- Exercise data
_ _ _

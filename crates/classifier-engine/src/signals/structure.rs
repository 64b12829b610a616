// Structure channel: layout counts with fixed thresholds
use lazy_static::lazy_static;
use regex::Regex;
use shared_types::DocumentType;

use super::{add_hit, SignalScores};

lazy_static! {
    /// Numbered section headers ("3. Results")
    static ref SECTION_HEADER: Regex = Regex::new(r"\n\s*\d+\.?\s+[A-Z]").unwrap();
    static ref BULLET_POINT: Regex = Regex::new(r"\n\s*[•\-\*]\s+").unwrap();
    static ref NUMBERED_LIST: Regex = Regex::new(r"\n\s*\d+\.\s+").unwrap();
    /// Inline citations: "[12]" or "(2021)"
    static ref CITATION: Regex = Regex::new(r"\[\d+\]|\(\d{4}\)").unwrap();
}

/// Score document types from layout counts over the raw content
pub fn analyze(content: &str) -> SignalScores {
    let mut scores = SignalScores::new();

    let section_headers = SECTION_HEADER.find_iter(content).count();
    let bullet_points = BULLET_POINT.find_iter(content).count();
    let numbered_lists = NUMBERED_LIST.find_iter(content).count();
    let citations = CITATION.find_iter(content).count();

    // Heavily cited with numbered sections reads like a paper
    if citations > 10 && section_headers > 3 {
        add_hit(&mut scores, DocumentType::AcademicPaper, 0.6);
    }

    // Formal numbered structure reads like a standard
    if section_headers > 5 && numbered_lists > 10 {
        add_hit(&mut scores, DocumentType::StandardsDocument, 0.5);
    }

    // Bullet-heavy, lightly cited text reads like a blog post
    if bullet_points > 5 && citations < 5 {
        add_hit(&mut scores, DocumentType::ExpertBlog, 0.4);
    }

    scores
}

#[cfg(test)]
mod tests {
    use super::*;

    #[test]
    fn test_cited_sectioned_text_scores_academic() {
        let mut content = String::new();
        for i in 1..=5 {
            content.push_str(&format!("\n{i}. Section Heading\n"));
        }
        for i in 1..=12 {
            content.push_str(&format!("as shown in [{i}] "));
        }

        let scores = analyze(&content);
        assert_eq!(scores[&DocumentType::AcademicPaper], 0.6);
    }

    #[test]
    fn test_numbered_structure_scores_standards() {
        let mut content = String::new();
        for i in 1..=7 {
            content.push_str(&format!("\n{i}. Requirement\n"));
        }
        for i in 1..=12 {
            content.push_str(&format!("\n{i}. apply the technique\n"));
        }

        let scores = analyze(&content);
        assert_eq!(scores[&DocumentType::StandardsDocument], 0.5);
    }

    #[test]
    fn test_bullets_without_citations_score_blog() {
        let mut content = String::new();
        for _ in 0..7 {
            content.push_str("\n- a practical tip\n");
        }

        let scores = analyze(&content);
        assert_eq!(scores[&DocumentType::ExpertBlog], 0.4);
    }

    #[test]
    fn test_plain_prose_scores_nothing() {
        assert!(analyze("just a short paragraph of text").is_empty());
    }
}
//! Classifier Engine - multi-signal document type and authority inference
//!
//! Five independent signal channels (filename, metadata, content, author,
//! structure) each produce a partial type-score map; a weighted fusion picks
//! the winning type, and the authority level is derived from recognized
//! expert authorship with per-type defaults as the fallback.
//!
//! Classification never fails: malformed or empty inputs simply contribute no
//! signal, and the designed catch-all result is `unknown` with confidence 0.

pub mod authority;
pub mod fusion;
pub mod signals;

use std::collections::BTreeMap;
use std::path::Path;

use authority_engine::AuthorityMapper;
use shared_types::ClassificationResult;

use signals::{
    SignalScores, AUTHOR_CHANNEL, CONTENT_CHANNEL, FILENAME_CHANNEL, METADATA_CHANNEL,
    STRUCTURE_CHANNEL,
};

/// Classifies documents from filename, metadata, content, and author signals
pub struct DocumentClassifier {
    mapper: AuthorityMapper,
}

impl DocumentClassifier {
    /// Classifier over the built-in expert registry
    pub fn new() -> Self {
        Self::with_mapper(AuthorityMapper::new())
    }

    /// Classifier over a caller-supplied authority mapper
    pub fn with_mapper(mapper: AuthorityMapper) -> Self {
        Self { mapper }
    }

    pub fn mapper(&self) -> &AuthorityMapper {
        &self.mapper
    }

    pub fn mapper_mut(&mut self) -> &mut AuthorityMapper {
        &mut self.mapper
    }

    /// Classify one document.
    ///
    /// `filepath` is used only for its basename; `metadata` values are
    /// stringified and concatenated for keyword matching; `authors` is the
    /// raw byline. Deterministic given identical inputs and registry.
    pub fn classify(
        &self,
        filepath: &str,
        content: &str,
        metadata: &BTreeMap<String, serde_json::Value>,
        authors: &str,
    ) -> ClassificationResult {
        let filename = Path::new(filepath)
            .file_name()
            .map(|name| name.to_string_lossy().to_lowercase())
            .unwrap_or_default();
        let content_lower = content.to_lowercase();
        let metadata_text = stringify_metadata(metadata);

        let mut detected: BTreeMap<String, SignalScores> = BTreeMap::new();
        detected.insert(
            FILENAME_CHANNEL.to_string(),
            signals::filename::analyze(&filename),
        );
        detected.insert(
            METADATA_CHANNEL.to_string(),
            signals::metadata::analyze(&metadata_text),
        );
        detected.insert(
            CONTENT_CHANNEL.to_string(),
            signals::content::analyze(&content_lower),
        );
        detected.insert(
            AUTHOR_CHANNEL.to_string(),
            signals::author::analyze(authors, &self.mapper),
        );
        detected.insert(
            STRUCTURE_CHANNEL.to_string(),
            signals::structure::analyze(content),
        );

        let (document_type, confidence) = fusion::fuse(&detected);
        let authority_level = authority::derive_authority(document_type, authors, &self.mapper);
        let reasoning = fusion::build_reasoning(&detected, document_type, authority_level.as_str());

        tracing::debug!(
            "Classified {} as {} (confidence {:.2}, authority {})",
            filename,
            document_type.as_str(),
            confidence,
            authority_level.as_str()
        );

        ClassificationResult {
            document_type,
            confidence,
            authority_level,
            detected_features: detected,
            reasoning,
            classified_at: chrono::Utc::now().timestamp() as u64,
        }
    }
}

impl Default for DocumentClassifier {
    fn default() -> Self {
        Self::new()
    }
}

/// Join the metadata values into one lowercased keyword-matching string.
/// String values are used verbatim; other JSON values keep their literal form.
fn stringify_metadata(metadata: &BTreeMap<String, serde_json::Value>) -> String {
    metadata
        .values()
        .map(|value| match value {
            serde_json::Value::String(s) => s.clone(),
            other => other.to_string(),
        })
        .collect::<Vec<_>>()
        .join(" ")
        .to_lowercase()
}
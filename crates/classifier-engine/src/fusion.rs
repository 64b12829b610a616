//! Weighted fusion of channel scores into a type decision
//!
//! Every (channel, type, score) triple contributes `score x channel_weight`
//! to a running total per type. The winning type is the arg-max of the
//! totals; its value, capped at 1.0, is the reported confidence. Totals live
//! in a `BTreeMap` so ties break on the enum's declared order rather than
//! hash order.

use std::collections::BTreeMap;

use shared_types::DocumentType;

use crate::signals::{
    SignalScores, AUTHOR_CHANNEL, CONTENT_CHANNEL, FILENAME_CHANNEL, METADATA_CHANNEL,
    STRUCTURE_CHANNEL,
};

/// Fixed per-channel weights
pub const CHANNEL_WEIGHTS: &[(&str, f32)] = &[
    (FILENAME_CHANNEL, 0.2),
    (METADATA_CHANNEL, 0.3),
    (CONTENT_CHANNEL, 0.4),
    (AUTHOR_CHANNEL, 0.25),
    (STRUCTURE_CHANNEL, 0.15),
];

/// Weight for a channel; unknown channels get a nominal 0.1
pub fn channel_weight(channel: &str) -> f32 {
    CHANNEL_WEIGHTS
        .iter()
        .find(|(name, _)| *name == channel)
        .map(|(_, weight)| *weight)
        .unwrap_or(0.1)
}

/// Fuse all channel scores into (winning type, confidence).
///
/// No scores at all yields (`Unknown`, 0.0) - the designed catch-all.
pub fn fuse(signals: &BTreeMap<String, SignalScores>) -> (DocumentType, f32) {
    let mut totals: BTreeMap<DocumentType, f32> = BTreeMap::new();

    for (channel, scores) in signals {
        let weight = channel_weight(channel);
        for (doc_type, score) in scores {
            *totals.entry(*doc_type).or_insert(0.0) += score * weight;
        }
    }

    let mut best: Option<(DocumentType, f32)> = None;
    for (doc_type, total) in totals {
        match best {
            Some((_, best_total)) if total <= best_total => {}
            _ => best = Some((doc_type, total)),
        }
    }

    match best {
        Some((doc_type, total)) => (doc_type, total.min(1.0)),
        None => (DocumentType::Unknown, 0.0),
    }
}

/// Human-readable explanation listing every channel whose top score is
/// meaningful (> 0.3). Diagnostic only; never used for control flow.
pub fn build_reasoning(
    signals: &BTreeMap<String, SignalScores>,
    doc_type: DocumentType,
    authority: &str,
) -> String {
    let mut reasons = Vec::new();

    for (channel, scores) in signals {
        let top = scores
            .iter()
            .max_by(|a, b| a.1.partial_cmp(b.1).unwrap_or(std::cmp::Ordering::Equal));
        if let Some((top_type, top_score)) = top {
            if *top_score > 0.3 {
                reasons.push(format!(
                    "{channel}: {} (score: {top_score:.2})",
                    top_type.as_str()
                ));
            }
        }
    }

    format!(
        "Classified as {} (authority: {}) based on: {}",
        doc_type.as_str(),
        authority,
        reasons.join("; ")
    )
}
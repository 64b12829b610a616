//! Name matching strategies for expert resolution
//!
//! The default strategy is deliberately permissive token overlap: it accepts
//! "Steve Faulkner" against "Stephen Steve Faulkner" and survives middle
//! names, but it can collide on short or common names. Keeping it behind a
//! trait lets a curation pipeline swap in a stricter matcher without touching
//! the mapper contract.

/// Strategy for deciding whether a parsed author name refers to a registry name
pub trait NameMatcher: Send + Sync {
    fn matches(&self, query: &str, candidate: &str) -> bool;
}

/// Default matcher: exact case-insensitive equality, else first+last token
/// overlap checked in both directions.
#[derive(Debug, Default, Clone, Copy)]
pub struct TokenOverlapMatcher;

impl NameMatcher for TokenOverlapMatcher {
    fn matches(&self, query: &str, candidate: &str) -> bool {
        let query = query.to_lowercase();
        let candidate = candidate.to_lowercase();

        if query == candidate {
            return true;
        }

        let query_parts: Vec<&str> = query.split_whitespace().collect();
        let candidate_parts: Vec<&str> = candidate.split_whitespace().collect();

        if query_parts.len() < 2 || candidate_parts.len() < 2 {
            return false;
        }

        let first_last_in = |parts: &[&str], other: &[&str]| {
            other.contains(&parts[0]) && other.contains(parts.last().unwrap())
        };

        first_last_in(&query_parts, &candidate_parts)
            || first_last_in(&candidate_parts, &query_parts)
    }
}

#[cfg(test)]
mod tests {
    use super::*;

    #[test]
    fn test_exact_match_ignores_case() {
        let matcher = TokenOverlapMatcher;
        assert!(matcher.matches("steve faulkner", "Steve Faulkner"));
    }

    #[test]
    fn test_matches_with_middle_name() {
        let matcher = TokenOverlapMatcher;
        assert!(matcher.matches("Leonie Maria Watson", "Leonie Watson"));
        assert!(matcher.matches("Leonie Watson", "Leonie Maria Watson"));
    }

    #[test]
    fn test_single_token_never_fuzzy_matches() {
        let matcher = TokenOverlapMatcher;
        assert!(!matcher.matches("Faulkner", "Steve Faulkner"));
    }

    #[test]
    fn test_rejects_different_people() {
        let matcher = TokenOverlapMatcher;
        assert!(!matcher.matches("Jane Doe", "Steve Faulkner"));
    }

    #[test]
    fn test_known_collision_risk_is_accepted() {
        // First+last overlap deliberately matches reordered names.
        let matcher = TokenOverlapMatcher;
        assert!(matcher.matches("Faulkner Steve", "Steve Faulkner"));
    }
}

_ _ _

- Brief
Please transcribe the data exactly from its first line. End with the line that contains "add_hit(&mut scores, DocumentType::StandardsDocument, 0.5);".

- Reply to the exercise
filename crates/classifier-engine/src/signals/structure.rs
repository 64b12829b610a616
// Structure channel: layout counts with fixed thresholds
use lazy_static::lazy_static;
use regex::Regex;
use shared_types::DocumentType;

use super::{add_hit, SignalScores};

lazy_static! {
    /// Numbered section headers ("3. Results")
    static ref SECTION_HEADER: Regex = Regex::new(r"\n\s*\d+\.?\s+[A-Z]").unwrap();
    static ref BULLET_POINT: Regex = Regex::new(r"\n\s*[•\-\*]\s+").unwrap();
    static ref NUMBERED_LIST: Regex = Regex::new(r"\n\s*\d+\.\s+").unwrap();
    /// Inline citations: "[12]" or "(2021)"
    static ref CITATION: Regex = Regex::new(r"\[\d+\]|\(\d{4}\)").unwrap();
}

/// Score document types from layout counts over the raw content
pub fn analyze(content: &str) -> SignalScores {
    let mut scores = SignalScores::new();

    let section_headers = SECTION_HEADER.find_iter(content).count();
    let bullet_points = BULLET_POINT.find_iter(content).count();
    let numbered_lists = NUMBERED_LIST.find_iter(content).count();
    let citations = CITATION.find_iter(content).count();

    // Heavily cited with numbered sections reads like a paper
    if citations > 10 && section_headers > 3 {
        add_hit(&mut scores, DocumentType::AcademicPaper, 0.6);
    }

    // Formal numbered structure reads like a standard
    if section_headers > 5 && numbered_lists > 10 {
        add_hit(&mut scores, DocumentType::StandardsDocument, 0.5);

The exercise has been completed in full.